A recent study in Papua New Guinea reported a high frequency of cough without significant difference between the two treatment groups [47]. A former study conducted in Zambia reported a high frequency of cough in DHA–PQ group than AL [18]. A study on AL and DHA–PQ safety and tolerability reported cough, diarrhoea, vomiting, and anaemia as the most commonly reported adverse events [42]. In a review done in Asia, gastrointestinal complaints were the most common adverse events associated with DHA–PQ, with no evidence of severe drug toxicity [73] and recent study in Africa also reported vomiting as a common adverse event in patients treated with DHA–PQ [74]. In breastfeeding infants DHA–PQ has previously been linked to an increased risk of vomiting [75]. The mechanism accountable for the increased risk of early vomiting among breastfeeding participants treated with DHA–PQ is not known. However, the temporal relationship suggests that the susceptibility of gastric mucosa of breastfed infants could be related to the pro-emetic effect of piperaquine than that in weaned infants [75]. To determine whether the co-administered milk may also affect this interaction further assessment might be needed. However, the absence of effect with AL implies that the mechanism is given to DHA–PQ, most likely piperaquine.

In this systematic review, four studies reported 21 serious adverse events in DHA–PQ and 13 in the AL treatment group. However, the distributions of serious adverse events were not significantly different in the two treatment groups. All serious adverse events were not related to study medications. No death has occurred in any of the studies. This might be justified by the fact that these studies were conducted among participants with uncomplicated malaria rather than the severe form which can lead to death.
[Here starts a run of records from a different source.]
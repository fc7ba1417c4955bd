//! Test fixtures and data factories

use jsonwebtoken::{EncodingKey, Header, encode};
use litellm_ws_gateway::GatewayRequest;
use litellm_ws_gateway::auth::{AuthenticatedUser, Claims};
use litellm_ws_gateway::config::{ProviderConfig, ProviderRetryConfig};
use uuid::Uuid;

/// HMAC secret shared by every signed fixture token
pub const TEST_SECRET: &str = "integration_test_secret_0123456789abcdef";

/// A signed token for `user_id` with `role`, valid for ten minutes
pub fn token(user_id: &str, role: &str) -> String {
    token_with_id(user_id, role, &Uuid::new_v4().to_string())
}

pub fn token_with_id(user_id: &str, role: &str, jti: &str) -> String {
    let now = chrono::Utc::now().timestamp() as u64;
    let claims = Claims {
        sub: user_id.to_string(),
        email: format!("{}@example.com", user_id),
        role: role.to_string(),
        iat: now,
        exp: now + 600,
        jti: jti.to_string(),
        iss: None,
        aud: None,
    };
    encode(
        &Header::default(),
        &claims,
        &EncodingKey::from_secret(TEST_SECRET.as_bytes()),
    )
    .expect("sign fixture token")
}

pub fn user(id: &str, role: &str) -> AuthenticatedUser {
    AuthenticatedUser {
        id: id.to_string(),
        email: format!("{}@example.com", id),
        role: role.to_string(),
        token_id: Uuid::new_v4().to_string(),
    }
}

/// Chat request frame as a client would send it
pub fn chat_frame(id: &str, model: &str, stream: bool) -> String {
    serde_json::json!({
        "id": id,
        "type": "chat",
        "model": model,
        "messages": [{"role": "user", "content": "Say hello"}],
        "stream": stream,
    })
    .to_string()
}

pub fn chat_request(id: &str, model: &str, stream: bool) -> GatewayRequest {
    serde_json::from_str(&chat_frame(id, model, stream)).expect("valid fixture request")
}

/// Adapter config pointed at a mock backend, with millisecond retries and no buffering
pub fn provider_config(name: &str, provider_type: &str, base_url: &str) -> ProviderConfig {
    ProviderConfig {
        name: name.to_string(),
        provider_type: provider_type.to_string(),
        api_key: "test-key".to_string(),
        base_url: Some(base_url.to_string()),
        timeout: 5,
        stream_buffer_size: 1,
        retry: ProviderRetryConfig {
            max_attempts: 3,
            base_delay_ms: 10,
            max_delay_ms: 50,
            backoff_multiplier: 2.0,
            jitter: false,
        },
        ..Default::default()
    }
}
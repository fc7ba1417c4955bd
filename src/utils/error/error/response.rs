//! Client-facing rendering of errors

use super::types::GatewayError;
use actix_web::http::StatusCode;
use actix_web::{HttpResponse, ResponseError};
use chrono::{DateTime, Utc};
use serde::{Deserialize, Serialize};

/// The `error` object carried by an outbound `error` message
#[derive(Debug, Clone, PartialEq, Serialize, Deserialize)]
pub struct ErrorPayload {
    pub code: String,
    pub message: String,
    #[serde(default, skip_serializing_if = "Option::is_none")]
    pub details: Option<ErrorDetails>,
}

/// Optional hints that let a client decide whether and when to try again
#[derive(Debug, Clone, Default, PartialEq, Serialize, Deserialize)]
pub struct ErrorDetails {
    pub retryable: bool,
    #[serde(default, skip_serializing_if = "Option::is_none")]
    pub retry_after_secs: Option<u64>,
    #[serde(default, skip_serializing_if = "Option::is_none")]
    pub reset_time: Option<DateTime<Utc>>,
    #[serde(default, skip_serializing_if = "Vec::is_empty")]
    pub attempts: Vec<String>,
}

impl GatewayError {
    /// Message text safe to show a client. Internal failures collapse to a generic line.
    pub fn client_message(&self) -> String {
        match self {
            GatewayError::Config(_)
            | GatewayError::HttpClient(_)
            | GatewayError::Yaml(_)
            | GatewayError::Io(_)
            | GatewayError::Transport(_)
            | GatewayError::Internal(_) => "An internal error occurred".to_string(),
            GatewayError::Jwt(_) => "Invalid or expired token".to_string(),
            GatewayError::Serialization(_) => "Malformed request message".to_string(),
            GatewayError::Ledger(_) => "Billing service unavailable".to_string(),
            GatewayError::Authorization(reason) => reason.clone(),
            GatewayError::RateLimited { reason, .. } => reason.clone(),
            GatewayError::InsufficientCredits { reason, .. } => reason.clone(),
            GatewayError::Provider(e) => e.client_message(),
            GatewayError::AllProvidersUnavailable { .. } => {
                "All providers are currently unavailable".to_string()
            }
            other => other.to_string(),
        }
    }

    /// Build the outbound `error` object for this failure
    pub fn to_error_payload(&self) -> ErrorPayload {
        let details = match self {
            GatewayError::RateLimited { reset_time, .. } => Some(ErrorDetails {
                retryable: true,
                reset_time: Some(*reset_time),
                ..Default::default()
            }),
            GatewayError::Provider(e) => Some(ErrorDetails {
                retryable: e.is_retryable(),
                retry_after_secs: e.retry_after(),
                ..Default::default()
            }),
            GatewayError::AllProvidersUnavailable { attempts } => Some(ErrorDetails {
                retryable: true,
                attempts: attempts
                    .iter()
                    .map(|a| format!("{}: {}", a.provider, a.error.client_code()))
                    .collect(),
                ..Default::default()
            }),
            GatewayError::Ledger(_) => Some(ErrorDetails {
                retryable: true,
                ..Default::default()
            }),
            _ => None,
        };

        ErrorPayload {
            code: self.client_code().to_string(),
            message: self.client_message(),
            details,
        }
    }
}

impl ResponseError for GatewayError {
    fn status_code(&self) -> StatusCode {
        match self {
            GatewayError::Auth(_) | GatewayError::Jwt(_) => StatusCode::UNAUTHORIZED,
            GatewayError::Authorization(_) => StatusCode::FORBIDDEN,
            GatewayError::RateLimited { .. } => StatusCode::TOO_MANY_REQUESTS,
            GatewayError::InsufficientCredits { .. } => StatusCode::PAYMENT_REQUIRED,
            GatewayError::Validation(_)
            | GatewayError::BadRequest(_)
            | GatewayError::Serialization(_) => StatusCode::BAD_REQUEST,
            GatewayError::NotFound(_) | GatewayError::ProviderNotFound(_) => StatusCode::NOT_FOUND,
            GatewayError::Conflict(_) => StatusCode::CONFLICT,
            GatewayError::Ledger(_)
            | GatewayError::Provider(_)
            | GatewayError::AllProvidersUnavailable { .. } => StatusCode::SERVICE_UNAVAILABLE,
            _ => StatusCode::INTERNAL_SERVER_ERROR,
        }
    }

    fn error_response(&self) -> HttpResponse {
        HttpResponse::build(self.status_code()).json(serde_json::json!({
            "error": self.to_error_payload(),
            "timestamp": Utc::now().to_rfc3339(),
        }))
    }
}
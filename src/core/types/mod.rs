//! Provider-agnostic request and response types

pub mod message;
pub mod requests;
pub mod responses;

pub use message::{ChatMessage, MessageRole, split_system_messages};
pub use requests::{GatewayRequest, ProviderSelection, RequestType, SamplingParams};
pub use responses::{
    ChatResponse, ChunkStream, FinishReason, ProviderResponse, ResponseChunk, StreamSummary, Usage,
};
//! Configuration management for the Gateway
//!
//! This module handles loading, validation, and management of all gateway configuration.

pub mod models;
pub mod validation;

pub use models::*;
pub use validation::Validate;

use crate::utils::error::{GatewayError, Result};
use std::path::Path;
use tracing::{debug, info};

/// Default location of the configuration file
pub const DEFAULT_CONFIG_PATH: &str = "config/gateway.yaml";

/// Main configuration struct for the Gateway
#[derive(Debug, Clone, Default)]
pub struct Config {
    /// Gateway configuration
    pub gateway: GatewayConfig,
}

impl Config {
    /// Load configuration from file
    pub async fn from_file<P: AsRef<Path>>(path: P) -> Result<Self> {
        let path = path.as_ref();
        info!("Loading configuration from: {:?}", path);

        let content = tokio::fs::read_to_string(path)
            .await
            .map_err(|e| GatewayError::Config(format!("Failed to read config file: {}", e)))?;

        Self::from_yaml_str(&content)
    }

    /// Parse, resolve environment placeholders and validate
    pub fn from_yaml_str(content: &str) -> Result<Self> {
        let mut gateway: GatewayConfig = serde_yaml::from_str(content)
            .map_err(|e| GatewayError::Config(format!("Failed to parse config: {}", e)))?;

        gateway.resolve_env().map_err(GatewayError::Config)?;

        let config = Self { gateway };
        config.validate()?;

        debug!("Configuration loaded successfully");
        Ok(config)
    }

    /// Get server configuration
    pub fn server(&self) -> &ServerConfig {
        &self.gateway.server
    }

    /// Get providers configuration
    pub fn providers(&self) -> &[ProviderConfig] {
        &self.gateway.providers
    }

    /// Get router settings
    pub fn router(&self) -> &RouterConfig {
        &self.gateway.router
    }

    /// Get auth configuration
    pub fn auth(&self) -> &AuthConfig {
        &self.gateway.auth
    }

    pub fn roles(&self) -> &RolesConfig {
        &self.gateway.roles
    }

    pub fn credits(&self) -> &CreditConfig {
        &self.gateway.credits
    }

    pub fn logging(&self) -> &LoggingConfig {
        &self.gateway.logging
    }

    /// Validate the entire configuration
    pub fn validate(&self) -> Result<()> {
        debug!("Validating configuration");
        Validate::validate(&self.gateway).map_err(GatewayError::Config)
    }
}
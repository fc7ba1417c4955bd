//! WebSocket endpoint
//!
//! The credential is verified before the upgrade; a rejected client gets a plain 401 and is
//! never registered.

use crate::auth::{extract_credential, select_protocol};
use crate::server::connection::{Connection, WsTransport};
use crate::server::protocol::ServerMessage;
use crate::server::state::AppState;
use crate::utils::error::GatewayError;
use actix_web::http::header::{HeaderValue, SEC_WEBSOCKET_PROTOCOL};
use actix_web::{HttpRequest, HttpResponse, web};
use actix_ws::{Message, MessageStream};
use futures::StreamExt;
use std::sync::Arc;
use tracing::{Instrument, debug, info_span, warn};

/// `GET /ws`
pub async fn ws_handler(
    req: HttpRequest,
    body: web::Payload,
    state: web::Data<AppState>,
) -> Result<HttpResponse, GatewayError> {
    let credential = extract_credential(req.headers(), req.query_string()).ok_or_else(|| {
        debug!("WebSocket upgrade without credential");
        GatewayError::auth("Missing bearer credential")
    })?;

    let user = state
        .authenticator
        .authenticate(&credential.token)
        .await
        .map_err(|e| {
            warn!(source = ?credential.source, error = %e, "WebSocket connection rejected");
            e
        })?;

    let (mut response, session, stream) = actix_ws::handle(&req, body)
        .map_err(|e| GatewayError::bad_request(format!("WebSocket handshake failed: {}", e)))?;

    if let Some(protocol) = select_protocol(req.headers()) {
        if let Ok(value) = HeaderValue::from_str(&protocol) {
            response.headers_mut().insert(SEC_WEBSOCKET_PROTOCOL, value);
        }
    }

    let stream = stream.max_frame_size(state.config.gateway.server.max_frame_size);
    let connection = state
        .connections
        .create(Arc::new(WsTransport::new(session)), user);

    let span = info_span!(
        "connection",
        connection_id = %connection.id(),
        user_id = %connection.user().id,
    );
    actix_web::rt::spawn(
        connection_loop(state.get_ref().clone(), connection, stream).instrument(span),
    );

    Ok(response)
}

/// Read frames until the client leaves or the manager drops the connection
async fn connection_loop(state: AppState, connection: Arc<Connection>, mut stream: MessageStream) {
    let id = connection.id().to_string();
    if let Err(e) = connection.send(&ServerMessage::connected(&id)).await {
        debug!(error = %e, "Failed to send connected message");
    }

    loop {
        tokio::select! {
            _ = connection.closed() => {
                debug!("Connection removed by manager");
                break;
            }
            frame = stream.next() => {
                match frame {
                    Some(Ok(Message::Text(text))) => {
                        state.connections.mark_alive(&id);
                        let _ = state.sessions.handle_text(&connection, &text).await;
                    }
                    Some(Ok(Message::Binary(_))) => {
                        state.connections.mark_alive(&id);
                        let error = GatewayError::bad_request("Binary frames are not supported");
                        if let Err(e) = connection.send(&ServerMessage::error("", &error)).await {
                            debug!(error = %e, "Failed to reject binary frame");
                        }
                    }
                    Some(Ok(Message::Ping(payload))) => {
                        state.connections.mark_alive(&id);
                        if let Err(e) = connection.transport().pong(&payload).await {
                            debug!(error = %e, "Failed to answer ping");
                        }
                    }
                    Some(Ok(Message::Pong(_))) => {
                        state.connections.mark_alive(&id);
                    }
                    Some(Ok(Message::Close(reason))) => {
                        debug!(?reason, "Client closed connection");
                        break;
                    }
                    Some(Ok(_)) => {}
                    Some(Err(e)) => {
                        warn!(error = %e, "WebSocket protocol error");
                        break;
                    }
                    None => break,
                }
            }
        }
    }

    state.connections.remove(&id);
    connection.transport().close(None).await;
}
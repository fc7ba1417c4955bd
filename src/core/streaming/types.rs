//! Streaming types

use crate::core::types::{FinishReason, Usage};
use std::time::Duration;

/// One backend stream event after adapter-specific decoding
#[derive(Debug, Clone, PartialEq)]
pub enum StreamEvent {
    /// Incremental content
    Text(String),
    /// Model reported by the backend, replaces the requested one
    Model(String),
    /// Prompt token count (replaces any earlier value)
    PromptTokens(u32),
    /// Cumulative completion token count (replaces any earlier value)
    CompletionTokens(u32),
    /// Complete usage, delivered in one piece
    Usage(Usage),
    /// Backend-supplied finish reason
    Finish(FinishReason),
}

/// Streaming configuration
#[derive(Debug, Clone, Copy)]
pub struct StreamingConfig {
    /// Characters buffered before a chunk is emitted regardless of sentence boundaries
    pub buffer_size: usize,
    /// Deadline for the terminal chunk, measured from stream creation
    pub timeout: Duration,
}

impl Default for StreamingConfig {
    fn default() -> Self {
        Self {
            buffer_size: 32,
            timeout: Duration::from_secs(60),
        }
    }
}
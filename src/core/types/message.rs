//! Message types for chat completions

use serde::{Deserialize, Serialize};

/// Message role enum
#[derive(Debug, Clone, Copy, PartialEq, Eq, Serialize, Deserialize)]
#[serde(rename_all = "lowercase")]
pub enum MessageRole {
    /// System message
    System,
    /// User message
    User,
    /// Assistant message
    Assistant,
}

impl std::fmt::Display for MessageRole {
    fn fmt(&self, f: &mut std::fmt::Formatter<'_>) -> std::fmt::Result {
        match self {
            MessageRole::System => write!(f, "system"),
            MessageRole::User => write!(f, "user"),
            MessageRole::Assistant => write!(f, "assistant"),
        }
    }
}

/// One role-tagged message
#[derive(Debug, Clone, PartialEq, Eq, Serialize, Deserialize)]
pub struct ChatMessage {
    pub role: MessageRole,
    pub content: String,
}

impl ChatMessage {
    pub fn system(content: impl Into<String>) -> Self {
        Self {
            role: MessageRole::System,
            content: content.into(),
        }
    }

    pub fn user(content: impl Into<String>) -> Self {
        Self {
            role: MessageRole::User,
            content: content.into(),
        }
    }

    pub fn assistant(content: impl Into<String>) -> Self {
        Self {
            role: MessageRole::Assistant,
            content: content.into(),
        }
    }
}

/// Split system messages out of a conversation, for backends that take the system prompt
/// separately. Multiple system messages are joined with a blank line; order is kept.
pub fn split_system_messages(messages: &[ChatMessage]) -> (Option<String>, Vec<&ChatMessage>) {
    let mut system_parts = Vec::new();
    let mut rest = Vec::with_capacity(messages.len());

    for message in messages {
        match message.role {
            MessageRole::System => system_parts.push(message.content.as_str()),
            _ => rest.push(message),
        }
    }

    let system = (!system_parts.is_empty()).then(|| system_parts.join("\n\n"));
    (system, rest)
}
Treatment failure could be occurred due to the drug’s ineffectiveness or development of resistance, as it may be due to insufficient drug levels [65]. Furthermore, treatment failure may occur due to resistance, sub-therapeutic levels that may occur due to non-adherence, or inadequate absorption. To identify risk factors for treatment failure further studies should be conducted. Also, further trials with detailed descriptions of patients’ characteristics with recrudescence are also very important. Besides, to investigate the association of AL and DHA–PQ resistance in the places where P. falciparum is endemic molecular surveillance may also play an important role in detecting genetic markers.

Study limitations

The study has some limitations. A majority of included studies were conducted in Tororo District Eastern region Uganda where malaria transmission intensity is high. The result of this study might not be representative of other regions in Uganda where malaria transmission intensity is low and moderate. Most studies reported treatment failure at 28 and 42 days, this review might not provide strong evidence about the long-term post-treatment prophylactic effect of the two drugs.

Conclusion

This systematic review provides comprehensive evidence about the treatment efficacy and safety of ACT in children in an area of malaria-endemic areas in Uganda. The overall parasite clearance, drug efficacy, and safety were good enough. Compared to AL, DHA–PQ appeared to reduce treatment failure and gametocyte carriage in Ugandan children. This may trigger DHA–PQ to become the first-line treatment option. Both treatments were safe and tolerable. As ACT resistance is emerging in different parts of the world, continuous studies that measure the efficacy of DHA–PQ and AL with 42 and 63 days follow-up are needed.